Melum thought he was “hallucinating” when he heard a buck grunting less than 10 minutes after he sat down Nov. 28. He saw movement soon after, and a mature nine-point buck stepped out of some pines in the marsh. After shooting the buck at about 70 yards with his .270 rifle, he spotted a smaller buck fleeing the scene.

When he reached his buck, he noticed its antlers resembled a pair of shed antlers he found during the spring turkey season. After dragging the deer to camp, he compared its antlers to the sheds.

“They were a perfect match, right down to the same broken brow tine,” Melum said.

Later that day about 125 miles to the southwest, Doug Duren shot a mature nine-point buck on his family’s property near Cazenovia, Wisconsin, in Richland County. Much like Melum, Duren also alternates between still-hunting and stand-hunting after opening weekend.

He never fired a shot opening weekend, recalling that fog reduced visibility to about 75 yards much of Nov. 22. The fog lifted before the next morning, but by 11 a.m., a rainstorm moved in.
“We have a lot of deer around there, but this year was the slowest opener I remember,” Duren said. “I didn’t hear much shooting, and our group never killed a deer opening weekend. I figured things had to improve later in the week. Judging by the gunshots, hunters in our area did better after Thanksgiving than opening weekend.”
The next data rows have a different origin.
//! The fallback cascade: remote reasoning, then the local model, then a
//! static message.
//!
//! A strictly linear machine with no reordering and no speculative
//! execution. Every abandoned stage logs the reason it was given up, and the
//! terminal stage cannot fail, so every query gets some answer within the
//! sum of the per-stage timeouts.

use serde_json::Value;
use std::sync::Arc;
use tracing::{debug, warn};

use crate::fallback::local::GenerativeModel;
use crate::fallback::remote::RemoteReasoningClient;
use crate::types::{ExecutionResult, Query, SourceTag};

/// Token bound passed to the local model for a single answer.
const LOCAL_MODEL_MAX_TOKENS: usize = 256;

pub struct FallbackCascade {
    remote: Option<RemoteReasoningClient>,
    local: Option<Arc<dyn GenerativeModel>>,
    fallback_message: String,
}

impl FallbackCascade {
    pub fn new(
        remote: Option<RemoteReasoningClient>,
        local: Option<Arc<dyn GenerativeModel>>,
        fallback_message: String,
    ) -> Self {
        Self {
            remote,
            local,
            fallback_message,
        }
    }

    /// Runs stages 2-4 (the plugin attempt, stage 1, happens upstream when
    /// routing selected one). Infallible by construction.
    pub async fn respond(&self, query: &Query) -> ExecutionResult {
        if let Some(remote) = &self.remote {
            match remote.chat(query.text()).await {
                Ok(answer) => {
                    return ExecutionResult::success(
                        Value::String(answer),
                        SourceTag::RemoteReasoning,
                    );
                }
                Err(e) => {
                    warn!("abandoning remote reasoning stage: {}", e);
                }
            }
        } else {
            debug!("no remote reasoning service configured, skipping stage");
        }

        if let Some(local) = &self.local {
            match local
                .complete(query.text(), &[], LOCAL_MODEL_MAX_TOKENS)
                .await
            {
                Ok(answer) => {
                    return ExecutionResult::success(Value::String(answer), SourceTag::LocalModel);
                }
                Err(e) => {
                    warn!("abandoning local model stage: {}", e);
                }
            }
        } else {
            debug!("no local model configured, skipping stage");
        }

        ExecutionResult::success(
            Value::String(self.fallback_message.clone()),
            SourceTag::FallbackMessage,
        )
    }
}
//! Core value types shared across the registry, router, executor and cascade.

use serde::{Deserialize, Serialize, Serializer};
use serde_json::Value;

use crate::errors::{CoreError, CoreResult};

/// Coarse classification of a plugin's operability.
#[derive(Debug, Clone, Copy, PartialEq, Eq, Serialize, Deserialize)]
#[serde(rename_all = "lowercase")]
pub enum HealthStatus {
    Ok,
    Degraded,
    Failed,
    Unknown,
}

impl HealthStatus {
    pub(crate) fn as_u8(self) -> u8 {
        match self {
            HealthStatus::Ok => 0,
            HealthStatus::Degraded => 1,
            HealthStatus::Failed => 2,
            HealthStatus::Unknown => 3,
        }
    }

    pub(crate) fn from_u8(v: u8) -> Self {
        match v {
            0 => HealthStatus::Ok,
            1 => HealthStatus::Degraded,
            2 => HealthStatus::Failed,
            _ => HealthStatus::Unknown,
        }
    }
}

/// An inbound free-text query. Immutable once constructed.
#[derive(Debug, Clone, PartialEq, Eq)]
pub struct Query {
    text: String,
    session_id: Option<String>,
}

impl Query {
    /// Validates and wraps a raw query string. Rejects empty (after trim)
    /// and oversized inputs.
    pub fn new(
        text: impl Into<String>,
        session_id: Option<String>,
        max_bytes: usize,
    ) -> CoreResult<Self> {
        let text = text.into();
        if text.trim().is_empty() {
            return Err(CoreError::InvalidQuery("query text is empty".to_string()));
        }
        if text.len() > max_bytes {
            return Err(CoreError::InvalidQuery(format!(
                "query text exceeds {} bytes",
                max_bytes
            )));
        }
        Ok(Self { text, session_id })
    }

    pub fn text(&self) -> &str {
        &self.text
    }

    pub fn session_id(&self) -> Option<&str> {
        self.session_id.as_deref()
    }
}

/// Why the router picked (or did not pick) a plugin.
#[derive(Debug, Clone, Copy, PartialEq, Eq, Serialize, Deserialize)]
pub enum MatchReason {
    EmbeddingMatch,
    KeywordMatch,
    NoMatch,
}

/// Score backing a routing decision. Embedding-based routing produces a
/// cosine similarity in [-1, 1]; degraded keyword routing only knows
/// whether a keyword was contained in the query.
#[derive(Debug, Clone, Copy, PartialEq, Serialize, Deserialize)]
pub enum MatchScore {
    Similarity(f32),
    Keyword(bool),
    None,
}

/// Outcome of the routing pass over the registry.
#[derive(Debug, Clone, PartialEq, Serialize, Deserialize)]
pub struct RoutingDecision {
    pub plugin: Option<String>,
    pub score: MatchScore,
    pub reason: MatchReason,
}

impl RoutingDecision {
    pub fn no_match() -> Self {
        Self {
            plugin: None,
            score: MatchScore::None,
            reason: MatchReason::NoMatch,
        }
    }
}

/// Which stage of the system produced the final answer.
#[derive(Debug, Clone, PartialEq, Eq)]
pub enum SourceTag {
    Plugin(String),
    RemoteReasoning,
    LocalModel,
    FallbackMessage,
}

impl SourceTag {
    pub fn as_str(&self) -> &str {
        match self {
            SourceTag::Plugin(name) => name,
            SourceTag::RemoteReasoning => "remote-reasoning",
            SourceTag::LocalModel => "local-model",
            SourceTag::FallbackMessage => "fallback-message",
        }
    }
}

impl std::fmt::Display for SourceTag {
    fn fmt(&self, f: &mut std::fmt::Formatter<'_>) -> std::fmt::Result {
        f.write_str(self.as_str())
    }
}

impl Serialize for SourceTag {
    fn serialize<S: Serializer>(&self, serializer: S) -> Result<S::Ok, S::Error> {
        serializer.serialize_str(self.as_str())
    }
}

#[derive(Debug, Clone, Copy, PartialEq, Eq, Serialize, Deserialize)]
pub enum ExecStatus {
    Success,
    Timeout,
    Crash,
    NotFound,
}

/// Result of one plugin invocation, or of the cascade as a whole.
#[derive(Debug, Clone, PartialEq, Serialize)]
pub struct ExecutionResult {
    pub status: ExecStatus,
    pub payload: Value,
    pub source: SourceTag,
}

impl ExecutionResult {
    pub fn success(payload: Value, source: SourceTag) -> Self {
        Self {
            status: ExecStatus::Success,
            payload,
            source,
        }
    }

    pub fn failed(status: ExecStatus, source: SourceTag) -> Self {
        Self {
            status,
            payload: Value::Null,
            source,
        }
    }

    pub fn is_success(&self) -> bool {
        self.status == ExecStatus::Success
    }

    /// Collapse into a `CoreResult`, for callers of the administrative
    /// surface that want error semantics instead of a status value.
    pub fn into_result(self) -> CoreResult<Value> {
        let name = self.source.as_str().to_string();
        match self.status {
            ExecStatus::Success => Ok(self.payload),
            ExecStatus::Timeout => Err(CoreError::PluginTimeout(name)),
            ExecStatus::Crash => Err(CoreError::PluginCrash {
                name,
                detail: "invocation failed inside the sandbox".to_string(),
            }),
            ExecStatus::NotFound => Err(CoreError::PluginNotFound(name)),
        }
    }
}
Duren was with two others when he pushed the nine-pointer past one of them while still-hunting. Unfortunately, one of his partners wounded the buck and they had to trail it. Duren eventually sneaked up on it late in the day, and fired a fatal shot when it jumped from a patch of tall grass.

“That was one of the better days I’ve ever had hunting,” Duren said. “The deer were back in their natural patterns. That’s why I always try to get out later in the season.”